Radbot of Klettgau (Radbot von Klettgau; c. 985 – 1045) was a count of Klettgau (Graf von Klettgau) on the High Rhine in Swabia. Radbot was one of the progenitors of the Habsburg dynasty, who took their name from the fortress Radbot erected and named Habsburg.

Radbot was probably the second son of Lanzelin of Klettgau (son of Guntram the Rich, a count in Breisgau) and the younger brother of Werner I, bishop of Strasbourg.
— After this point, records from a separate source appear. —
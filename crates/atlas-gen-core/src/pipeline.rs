use crate::atlas::Atlas;
use crate::config::AtlasConfig;
use crate::error::{AtlasGenError, Result};
use crate::model::{Meta, PackStats, Page, Rect};
use image::{DynamicImage, Rgba, RgbaImage};
use std::collections::HashSet;
use tracing::{debug, info, instrument};

#[cfg(feature = "parallel")]
use rayon::prelude::*;

/// In-memory image to pack (logical name + decoded image).
pub struct InputImage {
    pub key: String,
    pub image: DynamicImage,
}

/// Output RGBA page and its logical page record.
pub struct OutputPage {
    pub page: Page,
    pub rgba: RgbaImage,
}

/// Geometry of a packing run: pages in creation order plus run metadata.
#[derive(Debug, Clone)]
pub struct Layout {
    pub pages: Vec<Page>,
    pub meta: Meta,
}

impl Layout {
    /// Computes packing statistics for this layout.
    pub fn stats(&self) -> PackStats {
        PackStats::from_pages(&self.pages)
    }
}

/// Output of a packing run: layout metadata and RGBA pages.
pub struct PackOutput {
    pub layout: Layout,
    pub pages: Vec<OutputPage>,
}

impl PackOutput {
    /// Computes packing statistics for this output.
    /// This is a convenience method that delegates to `layout.stats()`.
    pub fn stats(&self) -> PackStats {
        self.layout.stats()
    }
}

/// Anything the placement driver can order: a logical name and a size.
pub trait Placeable {
    fn key(&self) -> &str;
    fn size(&self) -> (u32, u32);
    fn area(&self) -> u64 {
        let (w, h) = self.size();
        (w as u64) * (h as u64)
    }
}

impl Placeable for InputImage {
    fn key(&self) -> &str {
        &self.key
    }
    fn size(&self) -> (u32, u32) {
        (self.image.width(), self.image.height())
    }
}

impl Placeable for (String, u32, u32) {
    fn key(&self) -> &str {
        &self.0
    }
    fn size(&self) -> (u32, u32) {
        (self.1, self.2)
    }
}

struct Prep {
    key: String,
    rgba: RgbaImage,
}

impl Placeable for Prep {
    fn key(&self) -> &str {
        &self.key
    }
    fn size(&self) -> (u32, u32) {
        self.rgba.dimensions()
    }
}

/// Sorts items into placement order: descending area, then ascending name.
///
/// With unique names this is a total order, so placement is deterministic.
pub fn sort_for_placement<T: Placeable>(items: &mut [T]) {
    items.sort_by(|a, b| b.area().cmp(&a.area()).then_with(|| a.key().cmp(b.key())));
}

/// Checks every item against the atlas size and for unique, non-empty names.
pub fn validate_items<T: Placeable>(items: &[T], cfg: &AtlasConfig) -> Result<()> {
    let mut seen: HashSet<&str> = HashSet::with_capacity(items.len());
    for item in items {
        let (w, h) = item.size();
        if w == 0 || h == 0 {
            return Err(AtlasGenError::InvalidInput(format!(
                "'{}' has zero size ({}x{})",
                item.key(),
                w,
                h
            )));
        }
        if w > cfg.width || h > cfg.height {
            return Err(AtlasGenError::OversizedImage {
                key: item.key().to_string(),
                width: w,
                height: h,
                atlas_width: cfg.width,
                atlas_height: cfg.height,
            });
        }
        if !seen.insert(item.key()) {
            return Err(AtlasGenError::DuplicateKey(item.key().to_string()));
        }
    }
    Ok(())
}

/// Ordered, append-only list of atlases of one fixed size.
///
/// Each item goes to the first atlas (in creation order) that accepts it; when
/// none does, a new atlas is appended. There is always at least one atlas.
/// A key can be placed once across the whole set.
pub struct AtlasSet {
    width: u32,
    height: u32,
    background: Rgba<u8>,
    with_pixels: bool,
    atlases: Vec<Atlas>,
    placed: HashSet<String>,
}

impl AtlasSet {
    /// Atlas set composing pixels into RGBA canvases.
    pub fn new(cfg: &AtlasConfig) -> Self {
        Self::create(cfg, true)
    }

    /// Atlas set tracking geometry only.
    pub fn layout_only(cfg: &AtlasConfig) -> Self {
        Self::create(cfg, false)
    }

    fn create(cfg: &AtlasConfig, with_pixels: bool) -> Self {
        let mut set = Self {
            width: cfg.width,
            height: cfg.height,
            background: Rgba(cfg.background),
            with_pixels,
            atlases: Vec::new(),
            placed: HashSet::new(),
        };
        let first = set.new_atlas();
        set.atlases.push(first);
        set
    }

    pub fn atlases(&self) -> &[Atlas] {
        &self.atlases
    }

    pub fn len(&self) -> usize {
        self.atlases.len()
    }

    pub fn is_empty(&self) -> bool {
        self.atlases.is_empty()
    }

    pub fn into_atlases(self) -> Vec<Atlas> {
        self.atlases
    }

    /// Place an image; returns the atlas id and rectangle it landed on.
    pub fn place_image(&mut self, key: &str, image: &RgbaImage) -> Result<(usize, Rect)> {
        let (w, h) = image.dimensions();
        self.place(key, w, h, Some(image))
    }

    /// Place a size without pixels; returns the atlas id and rectangle.
    pub fn place_rect(&mut self, key: &str, w: u32, h: u32) -> Result<(usize, Rect)> {
        self.place(key, w, h, None)
    }

    fn place(
        &mut self,
        key: &str,
        w: u32,
        h: u32,
        pixels: Option<&RgbaImage>,
    ) -> Result<(usize, Rect)> {
        if w > self.width || h > self.height {
            return Err(AtlasGenError::OversizedImage {
                key: key.to_string(),
                width: w,
                height: h,
                atlas_width: self.width,
                atlas_height: self.height,
            });
        }
        if self.placed.contains(key) {
            return Err(AtlasGenError::DuplicateKey(key.to_string()));
        }
        let found = self
            .atlases
            .iter_mut()
            .find_map(|atlas| atlas.insert(key, w, h, pixels).map(|rect| (atlas.id(), rect)));
        if let Some(hit) = found {
            self.placed.insert(key.to_string());
            return Ok(hit);
        }
        let mut atlas = self.new_atlas();
        let rect = atlas.insert(key, w, h, pixels).ok_or_else(|| {
            AtlasGenError::InvalidInput(format!("'{}' ({}x{}) cannot be placed", key, w, h))
        })?;
        let id = atlas.id();
        debug!(atlas = id + 1, key, "opened new atlas");
        self.atlases.push(atlas);
        self.placed.insert(key.to_string());
        Ok((id, rect))
    }

    fn new_atlas(&self) -> Atlas {
        let id = self.atlases.len();
        if self.with_pixels {
            Atlas::with_background(id, self.width, self.height, self.background)
        } else {
            Atlas::layout_only(id, self.width, self.height)
        }
    }
}

#[instrument(skip_all)]
/// Packs `inputs` into fixed-size atlases using `cfg` and returns metadata and RGBA pages.
///
/// Notes:
/// - The first atlas always exists, so empty input yields one empty page.
/// - Inputs are validated up front; an oversized image or a duplicate name aborts
///   the whole run before anything is placed.
/// - Placement order is descending area then ascending name, independent of input order.
pub fn pack_images(inputs: Vec<InputImage>, cfg: AtlasConfig) -> Result<PackOutput> {
    cfg.validate()?;
    validate_items(&inputs, &cfg)?;

    let mut prepared = prepare_inputs(inputs);
    sort_for_placement(&mut prepared);

    let mut set = AtlasSet::new(&cfg);
    let total = prepared.len();
    for (n, p) in prepared.iter().enumerate() {
        let (atlas, rect) = set.place_image(&p.key, &p.rgba)?;
        debug!(key = %p.key, atlas = atlas + 1, x = rect.x, y = rect.y, "placed ({}/{})", n + 1, total);
    }
    info!(atlases = set.len(), images = total, "placement finished");

    let meta = Meta::new(cfg.width, cfg.height);
    let mut pages = Vec::with_capacity(set.len());
    let mut layout_pages = Vec::with_capacity(set.len());
    for atlas in set.into_atlases() {
        let (page, canvas) = atlas.into_parts();
        let rgba = canvas.ok_or_else(|| {
            AtlasGenError::InvalidInput(format!("atlas {} has no canvas", page.id + 1))
        })?;
        layout_pages.push(page.clone());
        pages.push(OutputPage { page, rgba });
    }
    Ok(PackOutput {
        layout: Layout {
            pages: layout_pages,
            meta,
        },
        pages,
    })
}

// ---------------- Layout-only API ----------------

#[instrument(skip_all)]
/// Packs sizes into atlases without compositing pixel data.
/// Inputs are (key, width, height). Geometry matches `pack_images` for the same sizes.
pub fn pack_layout<K: Into<String>>(inputs: Vec<(K, u32, u32)>, cfg: AtlasConfig) -> Result<Layout> {
    cfg.validate()?;
    let mut items: Vec<(String, u32, u32)> = inputs
        .into_iter()
        .map(|(k, w, h)| (k.into(), w, h))
        .collect();
    validate_items(&items, &cfg)?;
    sort_for_placement(&mut items);

    let mut set = AtlasSet::layout_only(&cfg);
    for (key, w, h) in &items {
        let (atlas, rect) = set.place_rect(key, *w, *h)?;
        debug!(key = %key, atlas = atlas + 1, x = rect.x, y = rect.y, "placed");
    }

    Ok(Layout {
        pages: set.atlases().iter().map(Atlas::page).collect(),
        meta: Meta::new(cfg.width, cfg.height),
    })
}

fn prepare_inputs(inputs: Vec<InputImage>) -> Vec<Prep> {
    let convert = |inp: InputImage| Prep {
        key: inp.key,
        rgba: inp.image.into_rgba8(),
    };
    #[cfg(feature = "parallel")]
    {
        inputs.into_par_iter().map(convert).collect()
    }
    #[cfg(not(feature = "parallel"))]
    {
        inputs.into_iter().map(convert).collect()
    }
}
#[cfg(test)]
mod tests {
    use super::*;
    use image::{Rgba, RgbaImage};

    fn cli(args: &[&str]) -> Cli {
        let mut full = vec!["atlas-gen"];
        full.extend_from_slice(args);
        Cli::try_parse_from(full).expect("valid arguments")
    }

    fn save_png(dir: &Path, rel: &str, w: u32, h: u32) {
        let path = dir.join(rel);
        if let Some(parent) = path.parent() {
            fs::create_dir_all(parent).expect("mkdir");
        }
        RgbaImage::from_pixel(w, h, Rgba([255, 255, 255, 255]))
            .save(&path)
            .expect("save");
    }

    fn files_in(dir: &Path) -> Vec<String> {
        let mut names: Vec<String> = fs::read_dir(dir)
            .expect("read_dir")
            .filter_map(|e| e.ok())
            .map(|e| e.file_name().to_string_lossy().into_owned())
            .collect();
        names.sort();
        names
    }

    #[test]
    fn wrong_arity_is_detected() {
        let few = Cli::try_parse_from(["atlas-gen", "atlas", "64"]).expect_err("too few");
        assert!(is_arity_error(&few));
        let many = Cli::try_parse_from(["atlas-gen", "atlas", "64", "64", "dir", "extra"])
            .expect_err("too many");
        assert!(is_arity_error(&many));
    }

    #[test]
    fn zero_width_is_a_value_error() {
        let err = Cli::try_parse_from(["atlas-gen", "atlas", "0", "64", "dir"]).expect_err("zero");
        assert!(!is_arity_error(&err));
    }

    #[test]
    fn logical_name_is_relative_without_extension() {
        let root = Path::new("assets");
        assert_eq!(logical_name(root, Path::new("assets/ui/button.png")), "ui/button");
        assert_eq!(logical_name(root, Path::new("assets/hero.v2.png")), "hero.v2");
    }

    #[test]
    fn yaml_config_is_merged_under_flags() {
        let dir = tempfile::tempdir().expect("tempdir");
        let cfg_path = dir.path().join("atlas.yaml");
        fs::write(
            &cfg_path,
            "manifest: json\nbackground: [0, 0, 0, 255]\nextensions: [\".PNG\"]\nexclude: [\"raw/**\"]\n",
        )
        .expect("write config");
        let cfg_arg = cfg_path.to_string_lossy().into_owned();

        let s = resolve_settings(&cli(&["a", "32", "16", "in", "--config", &cfg_arg]))
            .expect("settings");
        assert_eq!(s.cfg.manifest_format, ManifestFormat::Json);
        assert_eq!(s.cfg.background, [0, 0, 0, 255]);
        assert_eq!((s.cfg.width, s.cfg.height), (32, 16));
        assert_eq!(s.extensions, vec!["png".to_string()]);
        assert_eq!(s.exclude, vec!["raw/**".to_string()]);
        assert_eq!(s.out_dir, PathBuf::from("."));

        let s = resolve_settings(&cli(&[
            "a", "32", "16", "in", "--config", &cfg_arg, "--manifest", "txt",
        ]))
        .expect("settings");
        assert_eq!(s.cfg.manifest_format, ManifestFormat::Txt);
    }

    #[test]
    fn packs_a_directory_tree_into_numbered_atlases() {
        let input = tempfile::tempdir().expect("input");
        let output = tempfile::tempdir().expect("output");
        save_png(input.path(), "a.png", 60, 60);
        save_png(input.path(), "sub/b.png", 60, 60);
        save_png(input.path(), "sub/deeper/c.png", 60, 60);
        fs::write(input.path().join("notes.txt"), "not an image").expect("write");

        let in_arg = input.path().to_string_lossy().into_owned();
        let out_arg = output.path().to_string_lossy().into_owned();
        let args = cli(&["sheet", "120", "60", &in_arg, "-o", &out_arg]);
        run(&args, false).expect("run");

        assert_eq!(
            files_in(output.path()),
            vec!["sheet1.png", "sheet1.txt", "sheet2.png", "sheet2.txt"]
        );
        let first = fs::read_to_string(output.path().join("sheet1.txt")).expect("manifest");
        assert_eq!(first, "a 0 0 60 60\nsub/b 60 0 60 60\n");
        let second = fs::read_to_string(output.path().join("sheet2.txt")).expect("manifest");
        assert_eq!(second, "sub/deeper/c 0 0 60 60\n");
    }

    #[test]
    fn oversized_image_aborts_before_writing() {
        let input = tempfile::tempdir().expect("input");
        let output = tempfile::tempdir().expect("output");
        save_png(input.path(), "small.png", 10, 10);
        save_png(input.path(), "wide.png", 200, 50);

        let in_arg = input.path().to_string_lossy().into_owned();
        let out_arg = output.path().to_string_lossy().into_owned();
        let err = run(&cli(&["atlas", "150", "150", &in_arg, "-o", &out_arg]), false)
            .expect_err("oversized");
        let msg = err.to_string();
        assert!(msg.contains("wide.png"), "{}", msg);
        assert!(msg.contains("200x50"), "{}", msg);
        assert!(msg.contains("150x150"), "{}", msg);
        assert!(files_in(output.path()).is_empty());
    }

    #[test]
    fn missing_directory_is_fatal() {
        let output = tempfile::tempdir().expect("output");
        let missing = output.path().join("nope");
        let in_arg = missing.to_string_lossy().into_owned();
        let err = run(&cli(&["atlas", "64", "64", &in_arg]), false).expect_err("missing");
        assert!(err.to_string().contains("could not find directory"));
    }

    #[test]
    fn corrupt_files_and_duplicate_names_are_skipped() {
        let input = tempfile::tempdir().expect("input");
        let output = tempfile::tempdir().expect("output");
        save_png(input.path(), "good.png", 8, 8);
        fs::write(input.path().join("broken.png"), b"definitely not a png").expect("write");
        // same logical name as dup.png; walked first because of name order
        RgbaImage::new(4, 4)
            .save(input.path().join("dup.bmp"))
            .expect("bmp");
        save_png(input.path(), "dup.png", 16, 16);

        let in_arg = input.path().to_string_lossy().into_owned();
        let out_arg = output.path().to_string_lossy().into_owned();
        run(&cli(&["atlas", "64", "64", &in_arg, "-o", &out_arg]), false).expect("run");

        let manifest = fs::read_to_string(output.path().join("atlas1.txt")).expect("manifest");
        // good (8x8) goes first by area; dup is the 4x4 bmp
        assert_eq!(manifest, "dup 8 0 4 4\ngood 0 0 8 8\n");
    }

    #[test]
    fn directory_of_corrupt_files_still_emits_one_empty_atlas() {
        let input = tempfile::tempdir().expect("input");
        let output = tempfile::tempdir().expect("output");
        fs::write(input.path().join("broken.png"), b"nope").expect("write");

        let in_arg = input.path().to_string_lossy().into_owned();
        let out_arg = output.path().to_string_lossy().into_owned();
        run(&cli(&["atlas", "64", "64", &in_arg, "-o", &out_arg]), false).expect("run");

        assert_eq!(files_in(output.path()), vec!["atlas1.png", "atlas1.txt"]);
        let manifest = fs::read_to_string(output.path().join("atlas1.txt")).expect("manifest");
        assert!(manifest.is_empty());
        let png = image::open(output.path().join("atlas1.png")).expect("png");
        assert_eq!((png.width(), png.height()), (64, 64));
    }

    #[test]
    fn failed_atlas_does_not_stop_later_atlases() {
        let input = tempfile::tempdir().expect("input");
        let output = tempfile::tempdir().expect("output");
        save_png(input.path(), "a.png", 60, 60);
        save_png(input.path(), "b.png", 60, 60);
        save_png(input.path(), "c.png", 60, 60);
        // a directory where the first raster should go
        fs::create_dir(output.path().join("sheet1.png")).expect("mkdir");

        let in_arg = input.path().to_string_lossy().into_owned();
        let out_arg = output.path().to_string_lossy().into_owned();
        let err = run(&cli(&["sheet", "120", "60", &in_arg, "-o", &out_arg]), false)
            .expect_err("first atlas cannot be written");
        assert!(err.to_string().contains("1 of 2"), "{}", err);

        assert!(output.path().join("sheet2.png").is_file());
        let second = fs::read_to_string(output.path().join("sheet2.txt")).expect("manifest");
        assert_eq!(second, "c 0 0 60 60\n");
        assert!(!output.path().join("sheet1.txt").exists());
    }

    #[test]
    fn dry_run_writes_nothing() {
        let input = tempfile::tempdir().expect("input");
        let output = tempfile::tempdir().expect("output");
        save_png(input.path(), "a.png", 8, 8);
        let in_arg = input.path().to_string_lossy().into_owned();
        let out_arg = output.path().to_string_lossy().into_owned();
        run(
            &cli(&["atlas", "64", "64", &in_arg, "-o", &out_arg, "--dry-run"]),
            false,
        )
        .expect("run");
        assert!(files_in(output.path()).is_empty());
    }
}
In 1010, he married Ita or Ida (23 July  – post 1035), daughter of Adalbert II (d. 1033), Count of Saargau and Metz of the House of Matfriede, and Judith, daughter of Conrad I of Swabia. She was the sister or half-sister of Kuno of Rheinfelden, father of Rudolf, Duke of Swabia, who acted as anti-king of Germany in the 1070s. Radbot and Ida's son was Werner I, count of Habsburg.

Radbot built Habsburg Castle around 1025 and established Muri Abbey in 1027, which was filled by Benedictine monks descending from Einsiedeln Abbey. He died in 1045, either from an illness or—more likely—an assassination.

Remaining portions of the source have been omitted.